What you will do
A single figure is required: the number of lines in the data below that hold the word "must".
[Start of section]
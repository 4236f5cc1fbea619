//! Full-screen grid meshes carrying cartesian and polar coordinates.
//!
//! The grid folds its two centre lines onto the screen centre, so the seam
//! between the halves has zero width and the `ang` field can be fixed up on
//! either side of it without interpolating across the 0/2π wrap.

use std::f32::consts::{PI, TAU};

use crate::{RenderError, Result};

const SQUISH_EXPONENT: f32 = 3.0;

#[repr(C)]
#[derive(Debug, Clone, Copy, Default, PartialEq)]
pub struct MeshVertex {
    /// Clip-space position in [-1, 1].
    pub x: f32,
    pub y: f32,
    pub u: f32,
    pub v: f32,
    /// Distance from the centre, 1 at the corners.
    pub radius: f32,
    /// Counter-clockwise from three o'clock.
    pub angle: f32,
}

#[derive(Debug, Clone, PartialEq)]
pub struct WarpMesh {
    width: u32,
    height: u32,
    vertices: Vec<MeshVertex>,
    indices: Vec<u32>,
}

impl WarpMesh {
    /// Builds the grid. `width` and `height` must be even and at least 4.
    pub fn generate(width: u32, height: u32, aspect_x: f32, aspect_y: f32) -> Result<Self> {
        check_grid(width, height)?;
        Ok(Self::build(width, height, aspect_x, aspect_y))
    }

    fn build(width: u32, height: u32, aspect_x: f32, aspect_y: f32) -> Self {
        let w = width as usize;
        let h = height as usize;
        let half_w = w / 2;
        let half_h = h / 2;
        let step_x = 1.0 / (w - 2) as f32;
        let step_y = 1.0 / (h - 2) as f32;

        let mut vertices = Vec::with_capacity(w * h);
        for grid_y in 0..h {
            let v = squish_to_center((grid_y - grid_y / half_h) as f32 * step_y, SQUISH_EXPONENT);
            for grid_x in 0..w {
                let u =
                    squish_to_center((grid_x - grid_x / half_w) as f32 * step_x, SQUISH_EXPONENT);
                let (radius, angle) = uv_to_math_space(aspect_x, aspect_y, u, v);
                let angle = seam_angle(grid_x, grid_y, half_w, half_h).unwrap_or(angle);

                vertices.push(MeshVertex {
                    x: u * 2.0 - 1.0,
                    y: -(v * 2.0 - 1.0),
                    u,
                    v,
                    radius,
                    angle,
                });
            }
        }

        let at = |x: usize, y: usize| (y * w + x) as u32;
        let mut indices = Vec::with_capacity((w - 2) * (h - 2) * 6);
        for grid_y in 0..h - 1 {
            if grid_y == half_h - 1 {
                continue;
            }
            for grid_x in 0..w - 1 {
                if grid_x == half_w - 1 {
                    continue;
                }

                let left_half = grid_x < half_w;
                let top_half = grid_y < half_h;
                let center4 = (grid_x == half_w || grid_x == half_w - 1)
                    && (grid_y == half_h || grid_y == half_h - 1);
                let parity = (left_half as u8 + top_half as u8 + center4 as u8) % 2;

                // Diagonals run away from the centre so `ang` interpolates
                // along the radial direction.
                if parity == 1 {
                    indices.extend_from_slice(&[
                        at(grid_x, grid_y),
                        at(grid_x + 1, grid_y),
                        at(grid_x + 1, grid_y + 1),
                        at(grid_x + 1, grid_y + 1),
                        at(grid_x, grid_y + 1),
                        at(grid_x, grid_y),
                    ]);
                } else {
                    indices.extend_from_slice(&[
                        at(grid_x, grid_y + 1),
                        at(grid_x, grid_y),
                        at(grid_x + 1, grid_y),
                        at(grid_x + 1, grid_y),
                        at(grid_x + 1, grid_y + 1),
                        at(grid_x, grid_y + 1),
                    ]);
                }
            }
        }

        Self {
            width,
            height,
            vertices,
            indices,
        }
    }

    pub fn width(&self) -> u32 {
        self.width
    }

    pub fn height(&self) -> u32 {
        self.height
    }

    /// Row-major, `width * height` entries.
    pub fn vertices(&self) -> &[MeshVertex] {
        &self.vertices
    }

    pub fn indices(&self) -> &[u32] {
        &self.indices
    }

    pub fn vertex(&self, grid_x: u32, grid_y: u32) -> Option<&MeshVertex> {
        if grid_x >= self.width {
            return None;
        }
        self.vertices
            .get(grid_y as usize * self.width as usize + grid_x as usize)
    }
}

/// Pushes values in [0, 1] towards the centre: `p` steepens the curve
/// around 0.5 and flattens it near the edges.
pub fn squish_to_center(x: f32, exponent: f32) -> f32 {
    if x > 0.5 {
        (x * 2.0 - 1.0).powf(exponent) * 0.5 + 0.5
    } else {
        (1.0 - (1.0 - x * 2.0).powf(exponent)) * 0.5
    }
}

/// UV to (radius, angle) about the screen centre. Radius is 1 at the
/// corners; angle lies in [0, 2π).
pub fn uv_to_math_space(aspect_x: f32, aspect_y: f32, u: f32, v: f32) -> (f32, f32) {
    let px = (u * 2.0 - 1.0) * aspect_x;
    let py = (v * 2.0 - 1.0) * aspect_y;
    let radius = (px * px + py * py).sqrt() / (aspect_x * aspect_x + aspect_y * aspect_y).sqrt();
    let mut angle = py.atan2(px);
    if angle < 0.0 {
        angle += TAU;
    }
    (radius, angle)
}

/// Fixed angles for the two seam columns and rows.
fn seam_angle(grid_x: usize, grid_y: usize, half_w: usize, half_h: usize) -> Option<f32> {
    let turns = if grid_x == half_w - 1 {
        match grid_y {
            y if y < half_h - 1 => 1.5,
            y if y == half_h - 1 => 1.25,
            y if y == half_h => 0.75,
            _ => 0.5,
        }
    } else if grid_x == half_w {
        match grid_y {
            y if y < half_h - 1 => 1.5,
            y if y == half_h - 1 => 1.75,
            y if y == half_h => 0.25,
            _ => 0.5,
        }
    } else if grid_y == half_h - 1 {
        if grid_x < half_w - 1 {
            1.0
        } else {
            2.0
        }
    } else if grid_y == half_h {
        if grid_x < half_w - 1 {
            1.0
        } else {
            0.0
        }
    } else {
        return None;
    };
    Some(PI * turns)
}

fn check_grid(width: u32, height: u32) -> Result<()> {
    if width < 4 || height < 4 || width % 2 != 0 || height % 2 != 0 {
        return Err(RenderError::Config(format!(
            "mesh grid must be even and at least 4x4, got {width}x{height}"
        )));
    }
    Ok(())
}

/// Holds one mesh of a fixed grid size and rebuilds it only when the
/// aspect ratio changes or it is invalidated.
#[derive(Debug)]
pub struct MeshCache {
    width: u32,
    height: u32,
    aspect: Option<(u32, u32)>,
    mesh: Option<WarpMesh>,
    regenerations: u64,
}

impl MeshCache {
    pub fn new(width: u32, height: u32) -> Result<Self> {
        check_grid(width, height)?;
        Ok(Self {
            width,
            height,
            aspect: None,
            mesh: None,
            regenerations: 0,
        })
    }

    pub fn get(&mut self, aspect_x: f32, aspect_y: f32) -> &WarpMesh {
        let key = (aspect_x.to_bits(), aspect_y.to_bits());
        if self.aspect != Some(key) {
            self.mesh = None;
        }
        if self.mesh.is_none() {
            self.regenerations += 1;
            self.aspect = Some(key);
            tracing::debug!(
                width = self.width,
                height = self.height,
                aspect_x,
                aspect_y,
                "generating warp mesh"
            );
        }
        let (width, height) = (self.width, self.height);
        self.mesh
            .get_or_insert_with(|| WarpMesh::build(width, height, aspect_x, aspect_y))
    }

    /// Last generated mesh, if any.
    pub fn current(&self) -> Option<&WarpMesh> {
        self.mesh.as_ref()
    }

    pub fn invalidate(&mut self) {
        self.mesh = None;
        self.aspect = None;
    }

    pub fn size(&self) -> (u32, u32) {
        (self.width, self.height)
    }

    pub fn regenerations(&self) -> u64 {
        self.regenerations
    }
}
[End of section]
[Start of section]
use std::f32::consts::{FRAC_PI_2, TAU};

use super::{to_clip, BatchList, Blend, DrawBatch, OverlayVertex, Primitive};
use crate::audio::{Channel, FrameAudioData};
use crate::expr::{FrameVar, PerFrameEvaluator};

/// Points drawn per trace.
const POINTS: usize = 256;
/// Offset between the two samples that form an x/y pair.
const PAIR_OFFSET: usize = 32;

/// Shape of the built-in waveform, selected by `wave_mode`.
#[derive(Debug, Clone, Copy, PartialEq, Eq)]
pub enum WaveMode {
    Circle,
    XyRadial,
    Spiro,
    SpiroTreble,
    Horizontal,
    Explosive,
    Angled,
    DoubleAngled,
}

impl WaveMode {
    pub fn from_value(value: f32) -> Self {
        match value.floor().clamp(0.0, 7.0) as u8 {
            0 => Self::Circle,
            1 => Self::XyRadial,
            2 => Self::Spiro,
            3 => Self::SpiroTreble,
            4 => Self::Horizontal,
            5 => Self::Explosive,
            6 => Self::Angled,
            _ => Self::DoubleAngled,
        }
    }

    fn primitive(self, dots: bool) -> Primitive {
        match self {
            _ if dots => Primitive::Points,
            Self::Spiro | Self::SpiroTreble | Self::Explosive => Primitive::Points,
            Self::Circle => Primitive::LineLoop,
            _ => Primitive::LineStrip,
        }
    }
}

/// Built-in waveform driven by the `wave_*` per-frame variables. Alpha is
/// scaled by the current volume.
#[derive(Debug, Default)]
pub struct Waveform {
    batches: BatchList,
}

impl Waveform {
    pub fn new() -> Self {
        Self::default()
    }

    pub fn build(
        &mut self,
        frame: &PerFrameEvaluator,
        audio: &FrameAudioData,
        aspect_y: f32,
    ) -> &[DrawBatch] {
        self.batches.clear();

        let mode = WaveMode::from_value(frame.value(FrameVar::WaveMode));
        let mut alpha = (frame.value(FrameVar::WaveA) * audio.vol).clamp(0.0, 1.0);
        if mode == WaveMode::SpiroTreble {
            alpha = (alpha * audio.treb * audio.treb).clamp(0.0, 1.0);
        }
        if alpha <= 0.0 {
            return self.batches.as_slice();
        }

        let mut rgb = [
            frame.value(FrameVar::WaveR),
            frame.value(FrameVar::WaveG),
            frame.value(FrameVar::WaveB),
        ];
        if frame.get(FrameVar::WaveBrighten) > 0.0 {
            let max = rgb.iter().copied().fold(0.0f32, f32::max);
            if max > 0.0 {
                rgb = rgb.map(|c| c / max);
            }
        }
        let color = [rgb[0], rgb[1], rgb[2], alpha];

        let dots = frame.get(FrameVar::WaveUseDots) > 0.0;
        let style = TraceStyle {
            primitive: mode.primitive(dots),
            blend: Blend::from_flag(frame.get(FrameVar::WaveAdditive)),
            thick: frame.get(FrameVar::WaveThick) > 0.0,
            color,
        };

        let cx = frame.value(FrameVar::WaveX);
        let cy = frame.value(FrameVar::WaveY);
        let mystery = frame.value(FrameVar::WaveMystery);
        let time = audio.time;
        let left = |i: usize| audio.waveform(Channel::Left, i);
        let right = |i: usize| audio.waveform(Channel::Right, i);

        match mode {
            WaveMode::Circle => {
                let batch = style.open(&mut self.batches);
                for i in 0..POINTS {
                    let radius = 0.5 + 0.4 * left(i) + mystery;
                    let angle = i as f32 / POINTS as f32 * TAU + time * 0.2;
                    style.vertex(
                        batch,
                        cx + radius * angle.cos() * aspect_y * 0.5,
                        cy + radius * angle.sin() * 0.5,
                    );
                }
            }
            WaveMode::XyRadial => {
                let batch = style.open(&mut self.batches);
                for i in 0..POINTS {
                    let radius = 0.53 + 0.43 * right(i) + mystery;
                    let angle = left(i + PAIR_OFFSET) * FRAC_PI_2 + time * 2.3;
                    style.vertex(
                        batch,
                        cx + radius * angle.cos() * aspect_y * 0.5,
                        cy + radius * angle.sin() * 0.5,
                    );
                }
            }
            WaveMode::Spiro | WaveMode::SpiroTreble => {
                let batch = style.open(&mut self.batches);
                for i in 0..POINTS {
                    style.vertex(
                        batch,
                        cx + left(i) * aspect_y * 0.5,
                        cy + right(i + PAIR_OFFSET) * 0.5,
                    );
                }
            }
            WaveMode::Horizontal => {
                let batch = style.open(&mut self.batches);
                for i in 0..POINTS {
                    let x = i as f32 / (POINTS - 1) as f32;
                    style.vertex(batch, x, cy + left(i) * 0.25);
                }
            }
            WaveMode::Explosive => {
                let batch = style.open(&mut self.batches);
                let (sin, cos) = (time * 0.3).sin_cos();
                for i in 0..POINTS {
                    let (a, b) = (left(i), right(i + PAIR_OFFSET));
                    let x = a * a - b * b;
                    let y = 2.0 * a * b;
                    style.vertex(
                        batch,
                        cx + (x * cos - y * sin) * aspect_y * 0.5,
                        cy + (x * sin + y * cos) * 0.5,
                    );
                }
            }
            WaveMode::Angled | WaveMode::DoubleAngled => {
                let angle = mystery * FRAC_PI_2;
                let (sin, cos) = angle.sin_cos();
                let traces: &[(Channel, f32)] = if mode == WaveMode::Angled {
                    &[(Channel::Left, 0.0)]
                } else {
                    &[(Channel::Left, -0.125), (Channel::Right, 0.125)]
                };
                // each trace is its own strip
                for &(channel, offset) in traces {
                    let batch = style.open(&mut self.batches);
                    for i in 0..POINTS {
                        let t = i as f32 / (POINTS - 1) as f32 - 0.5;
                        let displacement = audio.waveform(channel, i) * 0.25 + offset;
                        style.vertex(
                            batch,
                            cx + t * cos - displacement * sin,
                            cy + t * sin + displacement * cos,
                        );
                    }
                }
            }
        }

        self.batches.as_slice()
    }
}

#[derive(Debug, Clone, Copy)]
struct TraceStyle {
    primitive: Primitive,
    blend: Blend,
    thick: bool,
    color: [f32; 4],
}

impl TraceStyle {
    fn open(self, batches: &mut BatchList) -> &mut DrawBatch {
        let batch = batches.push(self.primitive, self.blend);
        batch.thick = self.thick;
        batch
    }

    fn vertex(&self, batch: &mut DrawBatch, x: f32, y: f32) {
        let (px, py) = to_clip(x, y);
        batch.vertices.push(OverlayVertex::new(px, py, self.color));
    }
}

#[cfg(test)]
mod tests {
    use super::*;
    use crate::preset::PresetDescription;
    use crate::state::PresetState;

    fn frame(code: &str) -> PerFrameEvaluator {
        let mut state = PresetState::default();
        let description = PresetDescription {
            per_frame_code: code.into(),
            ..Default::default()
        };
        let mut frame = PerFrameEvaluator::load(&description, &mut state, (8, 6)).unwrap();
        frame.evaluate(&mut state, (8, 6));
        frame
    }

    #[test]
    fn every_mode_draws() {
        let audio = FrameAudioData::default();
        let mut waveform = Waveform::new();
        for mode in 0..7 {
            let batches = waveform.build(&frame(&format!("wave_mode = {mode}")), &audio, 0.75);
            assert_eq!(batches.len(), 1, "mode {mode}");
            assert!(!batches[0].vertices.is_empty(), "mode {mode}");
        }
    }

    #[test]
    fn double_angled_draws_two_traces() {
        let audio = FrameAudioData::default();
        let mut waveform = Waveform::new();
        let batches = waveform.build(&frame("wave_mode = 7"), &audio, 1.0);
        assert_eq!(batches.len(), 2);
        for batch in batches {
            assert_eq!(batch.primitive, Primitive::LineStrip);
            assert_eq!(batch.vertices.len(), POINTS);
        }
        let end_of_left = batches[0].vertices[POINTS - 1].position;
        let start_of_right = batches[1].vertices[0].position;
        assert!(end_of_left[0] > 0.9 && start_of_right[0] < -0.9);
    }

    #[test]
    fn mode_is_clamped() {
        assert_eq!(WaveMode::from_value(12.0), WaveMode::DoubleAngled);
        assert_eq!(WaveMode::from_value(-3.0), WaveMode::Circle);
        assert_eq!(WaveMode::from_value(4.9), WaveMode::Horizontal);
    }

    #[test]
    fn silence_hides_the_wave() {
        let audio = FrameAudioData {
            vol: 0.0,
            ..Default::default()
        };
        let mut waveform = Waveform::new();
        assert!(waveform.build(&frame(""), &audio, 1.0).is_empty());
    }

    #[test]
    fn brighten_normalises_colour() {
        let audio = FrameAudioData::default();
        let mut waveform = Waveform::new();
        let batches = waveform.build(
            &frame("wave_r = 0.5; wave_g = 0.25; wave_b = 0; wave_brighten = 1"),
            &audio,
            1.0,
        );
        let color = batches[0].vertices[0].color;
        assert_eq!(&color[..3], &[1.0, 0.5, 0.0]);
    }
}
[End of section]
Response below
2